Epidermal growth factor: Biological activity requires persistent occupation of high-affinity cell surface receptors

Abstract
The enhancement of DNA synthesis by epidermal growth factor (EGF) in cultured human fibroblasts was demonstrable 24 h after incubation of the cells at 37.degree. C with very low concentrations (0.83 nM) of the hormone for very short periods (30 min) followed by thorough washing of the cells to remove the free hormone in the medium. This effect must result from persistent, extraordinarily tight binding of the hormone to surface receptors, because the addition of specific, purified anti-EGF Ig[immunoglobulin] as late as 8 h after initial hormone exposure can completely reverse the biological effects of the hormone.
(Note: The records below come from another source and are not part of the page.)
/// Fixture Enricher: football fixture enrichment worker
///
/// What it does:
///   1. Discovers league rounds and cup knockout phases as they get published
///   2. Follows live fixtures through the source's live feed
///   3. Enriches finished fixtures with statistics, incidents and standings
///   4. Cleans up postponed duplicates and fixtures stuck between states
///
/// Run:
///   cargo run --bin enrichment-worker

use anyhow::{Context, Result};
use browser_session::{BrowserSession, ChromeLauncher, ChromeOptions, SessionConfig};
use dotenv::dotenv;
use enrichment_worker::{EnrichmentWorker, WorkerConfig};
use fixture_scraper::{RetryPolicy, ScraperClient, TournamentRegistry};
use logger::EventLogger;
use match_store::MatchStateStore;
use std::env;
use std::fs::File;
use std::sync::Arc;
use std::time::Duration;
use tokio_util::sync::CancellationToken;
use tracing::{error, info, warn};
use tracing_subscriber::{fmt, EnvFilter};

/// Minimum spacing between two requests to the source.
const MIN_REQUEST_INTERVAL: Duration = Duration::from_millis(1250);

fn env_parsed<T: std::str::FromStr>(key: &str) -> Option<T> {
    env::var(key).ok().and_then(|v| v.trim().parse::<T>().ok())
}

#[tokio::main]
async fn main() -> Result<()> {
    dotenv().ok();

    fmt()
        .with_env_filter(
            EnvFilter::try_from_default_env()
                .unwrap_or_else(|_| EnvFilter::new("info"))
        )
        .init();

    info!("=== Fixture Enricher ===");
    info!("Logs: ./logs/");

    // Single instance lock
    let lock_file_path = env::temp_dir().join("fixture_enricher.lock");
    let lock_file = match File::create(&lock_file_path) {
        Ok(f) => f,
        Err(e) => {
            warn!("Failed to create lock file at {:?}: {}", lock_file_path, e);
            return Ok(());
        }
    };

    let mut lock = fd_lock::RwLock::new(lock_file);
    let _write_guard = match lock.try_write() {
        Ok(guard) => {
            info!("Acquired single-instance lock.");
            guard
        }
        Err(_) => {
            warn!("Another instance of enrichment-worker is already running! Exiting.");
            return Ok(());
        }
    };

    let registry = match env::var("TOURNAMENTS_FILE").ok().filter(|v| !v.trim().is_empty()) {
        Some(path) => TournamentRegistry::load(&path)?,
        None => TournamentRegistry::builtin(),
    };
    let registry = Arc::new(registry);
    for t in registry.iter() {
        info!(
            "🏟️ {} (tournament {}, season {}, {} rounds, {} knockout phases)",
            t.name,
            t.tournament_id,
            t.season_id,
            t.total_rounds,
            t.knockout_phases.len()
        );
    }

    let chrome = ChromeOptions {
        base_url: env::var("SOURCE_BASE_URL")
            .ok()
            .filter(|v| !v.trim().is_empty())
            .unwrap_or_else(|| ChromeOptions::default().base_url),
        ..ChromeOptions::default()
    };
    let session_defaults = SessionConfig::default();
    let session = Arc::new(BrowserSession::new(
        Arc::new(ChromeLauncher::new(chrome)),
        SessionConfig {
            max_age: env_parsed::<u64>("SESSION_MAX_AGE_SECS")
                .map(Duration::from_secs)
                .unwrap_or(session_defaults.max_age),
            max_operations: env_parsed("SESSION_MAX_OPS").unwrap_or(session_defaults.max_operations),
        },
    ));

    let retry_defaults = RetryPolicy::default();
    let retry = RetryPolicy {
        max_attempts: env_parsed("SCRAPE_ATTEMPTS").unwrap_or(retry_defaults.max_attempts),
        delay: env_parsed::<u64>("SCRAPE_RETRY_DELAY_SECS")
            .map(Duration::from_secs)
            .unwrap_or(retry_defaults.delay),
        ..retry_defaults
    };
    let client = Arc::new(ScraperClient::new(
        session,
        Arc::clone(&registry),
        retry,
        MIN_REQUEST_INTERVAL,
    ));

    let db_path = env::var("FIXTURE_DB_PATH").unwrap_or_else(|_| "data/fixtures.db".to_string());
    let store = MatchStateStore::open(&db_path).with_context(|| format!("open store at {db_path}"))?;

    let config = WorkerConfig::from_env();
    info!(
        "Cycle delay: {}s active / {}s idle, discovery every {}s, max {} attempts",
        config.active_interval.as_secs(),
        config.idle_interval.as_secs(),
        config.discovery_interval.as_secs(),
        config.max_attempts
    );

    let cancel = CancellationToken::new();
    {
        let cancel = cancel.clone();
        tokio::spawn(async move {
            match tokio::signal::ctrl_c().await {
                Ok(()) => info!("🛑 Ctrl-C received, finishing current step"),
                Err(e) => error!("Cannot listen for Ctrl-C: {}", e),
            }
            cancel.cancel();
        });
    }

    let mut worker = EnrichmentWorker::new(
        client,
        store,
        registry,
        config,
        EventLogger::new("logs"),
        cancel,
    );
    worker.run().await
}
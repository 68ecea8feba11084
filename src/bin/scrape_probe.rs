//! One-shot probe of the fixture source through the real browser.
//! Run: cargo run --bin scrape-probe [match_id]

use anyhow::Result;
use browser_session::{BrowserSession, ChromeLauncher, ChromeOptions, SessionConfig};
use fixture_scraper::{RetryPolicy, ScraperClient, TournamentRegistry};
use std::sync::Arc;
use tokio::time::{Duration, Instant};
use tracing::{info, warn};
use tracing_subscriber::{fmt, EnvFilter};

#[tokio::main]
async fn main() -> Result<()> {
    dotenv::dotenv().ok();
    fmt()
        .with_env_filter(
            EnvFilter::try_from_default_env()
                .unwrap_or_else(|_| EnvFilter::new("info"))
        )
        .init();

    info!("🚀 Fixture source probe");

    let registry = Arc::new(match std::env::var("TOURNAMENTS_FILE") {
        Ok(path) if !path.trim().is_empty() => TournamentRegistry::load(&path)?,
        _ => TournamentRegistry::builtin(),
    });
    let chrome = ChromeOptions {
        base_url: std::env::var("SOURCE_BASE_URL")
            .unwrap_or_else(|_| ChromeOptions::default().base_url),
        ..ChromeOptions::default()
    };
    let session = Arc::new(BrowserSession::new(
        Arc::new(ChromeLauncher::new(chrome)),
        SessionConfig::default(),
    ));
    let client = ScraperClient::new(
        Arc::clone(&session),
        Arc::clone(&registry),
        RetryPolicy::fixed(2, Duration::from_secs(3)),
        Duration::from_millis(1250),
    );

    info!("🔍 Fetching live fixtures...");
    let started = Instant::now();
    let mut probe_id = std::env::args().nth(1).and_then(|a| a.parse::<u64>().ok());

    match client.fetch_live_matches().await {
        Ok(live) => {
            info!("Found {} live fixtures in {:?}", live.len(), started.elapsed());
            for m in &live {
                info!(
                    "  [{}] {} {}-{} {} ({})",
                    m.id, m.home_team, m.home_score, m.away_score, m.away_team, m.status
                );
            }
            if probe_id.is_none() {
                probe_id = live.first().map(|m| m.id);
            }
        }
        Err(e) => warn!("Live fetch failed: {}", e),
    }

    match probe_id {
        Some(id) => {
            info!("Fetching bundle for fixture {}...", id);
            let started = Instant::now();
            match client.fetch_match_bundle(id).await {
                Ok(bundle) => {
                    let d = &bundle.detail;
                    info!(
                        "Bundle OK in {:?}: {} vs {} ({}-{}) {} venue={:?} referee={:?} attendance={:?}",
                        started.elapsed(),
                        d.event.home_team,
                        d.event.away_team,
                        d.event.home_score,
                        d.event.away_score,
                        d.event.status,
                        d.venue,
                        d.referee,
                        d.attendance
                    );
                    match &bundle.statistics {
                        Some(stats) => info!("  statistics: {} items", stats.len()),
                        None => info!("  statistics: not published"),
                    }
                    info!("  incidents: {}", bundle.incidents.len());
                }
                Err(e) => warn!("Bundle fetch failed: {}", e),
            }
        }
        None => info!("No fixture to probe, pass a match id as first argument"),
    }

    for t in registry.iter() {
        match client.fetch_standings(t).await {
            Ok(rows) => info!("🏆 {}: {} standing rows", t.name, rows.len()),
            Err(e) => warn!("Standings for {} failed: {}", t.name, e),
        }
    }

    let stats = session.stats();
    info!(
        "Session: {} launches, {} recycles, {} operations",
        stats.launches, stats.recycles, stats.operations
    );
    session.close().await;
    Ok(())
}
This caused only a slight (but significant) increase in the rate of dissociation at 37.degree. C of the cell-bound 125I-labeled EGF at low occupancy. Together with the fact that in the presence or absence of antibody virtually all of the demonstrable cell-bound 125I-labeled EGF dissociates from the cell during a period as short as 2-3 h, the data suggest the possibility that the biological effects of this hormone may be mediated by occupation of only a negligible fraction of very high affinity binding sites. The processes of hormone internalization, degradation, and down regulation may be irrelevant to the effects of the hormone on DNA synthesis. For this effect the crucial and limiting processes appear to be strictly related to the continuous and persistent occupation of cell surface receptors.